DATA RECORDS START
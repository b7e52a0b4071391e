// Copyright 2025 Lablup Inc. and Jeongkyu Shin
//
// Licensed under the Apache License, Version 2.0 (the "License");
// you may not use this file except in compliance with the License.
// You may obtain a copy of the License at
//
//     http://www.apache.org/licenses/LICENSE-2.0
//
// Unless required by applicable law or agreed to in writing, software
// distributed under the License is distributed on an "AS IS" BASIS,
// WITHOUT WARRANTIES OR CONDITIONS OF ANY KIND, either express or implied.
// See the License for the specific language governing permissions and
// limitations under the License.

//! Configuration type definitions.

use serde::{Deserialize, Serialize};
use std::fmt;

use super::error::ConfigError;

/// Contents of the domains file.
#[derive(Debug, Serialize, Deserialize, Default, Clone)]
pub struct DomainsFile {
    #[serde(default)]
    pub defaults: Option<DefaultsSection>,

    #[serde(default)]
    pub domains: Vec<DomainItem>,
}

/// The `defaults` section of the domains file.
#[derive(Debug, Serialize, Deserialize, Default, Clone)]
pub struct DefaultsSection {
    #[serde(default, skip_serializing_if = "Option::is_none")]
    pub user: Option<String>,
    #[serde(default, skip_serializing_if = "Option::is_none")]
    pub port: Option<PortValue>,
    #[serde(default, skip_serializing_if = "Option::is_none")]
    pub ssh_key_path: Option<String>,
    /// Written out as an explicit `null` so the starter file shows the key.
    #[serde(default)]
    pub ssh_key_password: Option<String>,
    #[serde(default, skip_serializing_if = "Option::is_none")]
    pub ssh_key_type: Option<String>,
}

/// One entry of the `domains` list: `- domain: {...}`.
#[derive(Debug, Serialize, Deserialize, Clone)]
pub struct DomainItem {
    pub domain: HostOverride,
}

/// Per-host settings. Every field is optional and falls back to the defaults.
#[derive(Debug, Serialize, Deserialize, Default, Clone, PartialEq, Eq)]
pub struct HostOverride {
    #[serde(default, alias = "host", skip_serializing_if = "Option::is_none")]
    pub name: Option<String>,
    #[serde(default, skip_serializing_if = "Option::is_none")]
    pub port: Option<PortValue>,
    #[serde(default, skip_serializing_if = "Option::is_none")]
    pub user: Option<String>,
    #[serde(default, skip_serializing_if = "Option::is_none")]
    pub ssh_key_path: Option<String>,
    #[serde(default, skip_serializing_if = "Option::is_none")]
    pub ssh_key_password: Option<String>,
    #[serde(default, skip_serializing_if = "Option::is_none")]
    pub ssh_key_type: Option<String>,
}

impl HostOverride {
    /// Shorthand for an entry that only names the host.
    pub fn named(name: impl Into<String>) -> Self {
        Self {
            name: Some(name.into()),
            ..Self::default()
        }
    }
}

/// A port as written in YAML: either `22` or `"22"`.
#[derive(Debug, Serialize, Deserialize, Clone, PartialEq, Eq)]
#[serde(untagged)]
pub enum PortValue {
    Number(u16),
    Text(String),
}

impl PortValue {
    pub fn to_port(&self) -> Result<u16, ConfigError> {
        match self {
            PortValue::Number(port) => Ok(*port),
            PortValue::Text(text) => {
                text.trim()
                    .parse::<u16>()
                    .map_err(|e| ConfigError::InvalidPort {
                        value: text.clone(),
                        reason: e.to_string(),
                    })
            }
        }
    }
}

impl From<u16> for PortValue {
    fn from(port: u16) -> Self {
        PortValue::Number(port)
    }
}

impl fmt::Display for PortValue {
    fn fmt(&self, f: &mut fmt::Formatter<'_>) -> fmt::Result {
        match self {
            PortValue::Number(port) => write!(f, "{port}"),
            PortValue::Text(text) => write!(f, "{text}"),
        }
    }
}

/// Contents of the commands file.
#[derive(Debug, Serialize, Deserialize, Default, Clone)]
pub struct CommandsFile {
    #[serde(default)]
    pub commands: Vec<CommandItem>,
}

/// One entry of the `commands` list: `- item: {...}`.
#[derive(Debug, Serialize, Deserialize, Clone)]
pub struct CommandItem {
    pub item: CommandEntry,
}

#[derive(Debug, Serialize, Deserialize, Clone)]
pub struct CommandEntry {
    pub command: String,
    #[serde(default, skip_serializing_if = "Option::is_none")]
    pub tag: Option<String>,
    pub report: ReportTarget,
}

/// Where a command's output lands in the report.
#[derive(Debug, Serialize, Deserialize, Clone)]
pub struct ReportTarget {
    pub category: String,
    #[serde(default = "default_field")]
    pub field: String,
}

pub(super) fn default_field() -> String {
    "value".to_string()
}

/// What to run on each host and where its output is recorded.
#[derive(Debug, Clone, PartialEq, Eq)]
pub struct CommandSpec {
    pub command: String,
    pub category_name: String,
    pub field_name: String,
    pub tag: Option<String>,
}

impl CommandSpec {
    pub fn new(
        command: impl Into<String>,
        category_name: impl Into<String>,
        field_name: impl Into<String>,
    ) -> Self {
        Self {
            command: command.into(),
            category_name: category_name.into(),
            field_name: field_name.into(),
            tag: None,
        }
    }

    /// Spec for a one-off command: recorded under the `command` category,
    /// keyed by the lower-cased command with spaces replaced by underscores.
    pub fn ad_hoc(command: &str) -> Self {
        Self::new(
            command,
            "command",
            command.to_lowercase().replace(' ', "_"),
        )
    }
}

impl From<CommandEntry> for CommandSpec {
    fn from(entry: CommandEntry) -> Self {
        Self {
            command: entry.command,
            category_name: entry.report.category,
            field_name: entry.report.field,
            tag: entry.tag,
        }
    }
}

impl CommandsFile {
    /// Flatten the file into command specs, preserving order.
    pub fn into_specs(self) -> Vec<CommandSpec> {
        self.commands
            .into_iter()
            .map(|item| CommandSpec::from(item.item))
            .collect()
    }
}

impl DomainsFile {
    /// Per-host override mappings, in file order.
    pub fn host_overrides(&self) -> Vec<HostOverride> {
        self.domains.iter().map(|item| item.domain.clone()).collect()
    }
}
DATA RECORDS END
EXERCISE OBJECTIVE: All of the records above should be given again exactly as written.

SOLUTION TO THE PROBLEM:
repository b7e52a0b4071391e
// Copyright 2025 Lablup Inc. and Jeongkyu Shin
//
// Licensed under the Apache License, Version 2.0 (the "License");
// you may not use this file except in compliance with the License.
// You may obtain a copy of the License at
//
//     http://www.apache.org/licenses/LICENSE-2.0
//
// Unless required by applicable law or agreed to in writing, software
// distributed under the License is distributed on an "AS IS" BASIS,
// WITHOUT WARRANTIES OR CONDITIONS OF ANY KIND, either express or implied.
// See the License for the specific language governing permissions and
// limitations under the License.

//! Configuration type definitions.

use serde::{Deserialize, Serialize};
use std::fmt;

use super::error::ConfigError;

/// Contents of the domains file.
#[derive(Debug, Serialize, Deserialize, Default, Clone)]
pub struct DomainsFile {
    #[serde(default)]
    pub defaults: Option<DefaultsSection>,

    #[serde(default)]
    pub domains: Vec<DomainItem>,
}

/// The `defaults` section of the domains file.
#[derive(Debug, Serialize, Deserialize, Default, Clone)]
pub struct DefaultsSection {
    #[serde(default, skip_serializing_if = "Option::is_none")]
    pub user: Option<String>,
    #[serde(default, skip_serializing_if = "Option::is_none")]
    pub port: Option<PortValue>,
    #[serde(default, skip_serializing_if = "Option::is_none")]
    pub ssh_key_path: Option<String>,
    /// Written out as an explicit `null` so the starter file shows the key.
    #[serde(default)]
    pub ssh_key_password: Option<String>,
    #[serde(default, skip_serializing_if = "Option::is_none")]
    pub ssh_key_type: Option<String>,
}

/// One entry of the `domains` list: `- domain: {...}`.
#[derive(Debug, Serialize, Deserialize, Clone)]
pub struct DomainItem {
    pub domain: HostOverride,
}

/// Per-host settings. Every field is optional and falls back to the defaults.
#[derive(Debug, Serialize, Deserialize, Default, Clone, PartialEq, Eq)]
pub struct HostOverride {
    #[serde(default, alias = "host", skip_serializing_if = "Option::is_none")]
    pub name: Option<String>,
    #[serde(default, skip_serializing_if = "Option::is_none")]
    pub port: Option<PortValue>,
    #[serde(default, skip_serializing_if = "Option::is_none")]
    pub user: Option<String>,
    #[serde(default, skip_serializing_if = "Option::is_none")]
    pub ssh_key_path: Option<String>,
    #[serde(default, skip_serializing_if = "Option::is_none")]
    pub ssh_key_password: Option<String>,
    #[serde(default, skip_serializing_if = "Option::is_none")]
    pub ssh_key_type: Option<String>,
}

impl HostOverride {
    /// Shorthand for an entry that only names the host.
    pub fn named(name: impl Into<String>) -> Self {
        Self {
            name: Some(name.into()),
            ..Self::default()
        }
    }
}

/// A port as written in YAML: either `22` or `"22"`.
#[derive(Debug, Serialize, Deserialize, Clone, PartialEq, Eq)]
#[serde(untagged)]
pub enum PortValue {
    Number(u16),
    Text(String),
}

impl PortValue {
    pub fn to_port(&self) -> Result<u16, ConfigError> {
        match self {
            PortValue::Number(port) => Ok(*port),
            PortValue::Text(text) => {
                text.trim()
                    .parse::<u16>()
                    .map_err(|e| ConfigError::InvalidPort {
                        value: text.clone(),
                        reason: e.to_string(),
                    })
            }
        }
    }
}

impl From<u16> for PortValue {
    fn from(port: u16) -> Self {
        PortValue::Number(port)
    }
}

impl fmt::Display for PortValue {
    fn fmt(&self, f: &mut fmt::Formatter<'_>) -> fmt::Result {
        match self {
            PortValue::Number(port) => write!(f, "{port}"),
            PortValue::Text(text) => write!(f, "{text}"),
        }
    }
}

/// Contents of the commands file.
#[derive(Debug, Serialize, Deserialize, Default, Clone)]
pub struct CommandsFile {
    #[serde(default)]
    pub commands: Vec<CommandItem>,
}

/// One entry of the `commands` list: `- item: {...}`.
#[derive(Debug, Serialize, Deserialize, Clone)]
pub struct CommandItem {
    pub item: CommandEntry,
}

#[derive(Debug, Serialize, Deserialize, Clone)]
pub struct CommandEntry {
    pub command: String,
    #[serde(default, skip_serializing_if = "Option::is_none")]
    pub tag: Option<String>,
    pub report: ReportTarget,
}

/// Where a command's output lands in the report.
#[derive(Debug, Serialize, Deserialize, Clone)]
pub struct ReportTarget {
    pub category: String,
    #[serde(default = "default_field")]
    pub field: String,
}

pub(super) fn default_field() -> String {
    "value".to_string()
}

/// What to run on each host and where its output is recorded.
#[derive(Debug, Clone, PartialEq, Eq)]
pub struct CommandSpec {
    pub command: String,
    pub category_name: String,
    pub field_name: String,
    pub tag: Option<String>,
}

impl CommandSpec {
    pub fn new(
        command: impl Into<String>,
        category_name: impl Into<String>,
        field_name: impl Into<String>,
    ) -> Self {
        Self {
            command: command.into(),
            category_name: category_name.into(),
            field_name: field_name.into(),
            tag: None,
        }
    }

    /// Spec for a one-off command: recorded under the `command` category,
    /// keyed by the lower-cased command with spaces replaced by underscores.
    pub fn ad_hoc(command: &str) -> Self {
        Self::new(
            command,
            "command",
            command.to_lowercase().replace(' ', "_"),
        )
    }
}

impl From<CommandEntry> for CommandSpec {
    fn from(entry: CommandEntry) -> Self {
        Self {
            command: entry.command,
            category_name: entry.report.category,
            field_name: entry.report.field,
            tag: entry.tag,
        }
    }
}

impl CommandsFile {
    /// Flatten the file into command specs, preserving order.
    pub fn into_specs(self) -> Vec<CommandSpec> {
        self.commands
            .into_iter()
            .map(|item| CommandSpec::from(item.item))
            .collect()
    }
}

impl DomainsFile {
    /// Per-host override mappings, in file order.
    pub fn host_overrides(&self) -> Vec<HostOverride> {
        self.domains.iter().map(|item| item.domain.clone()).collect()
    }
}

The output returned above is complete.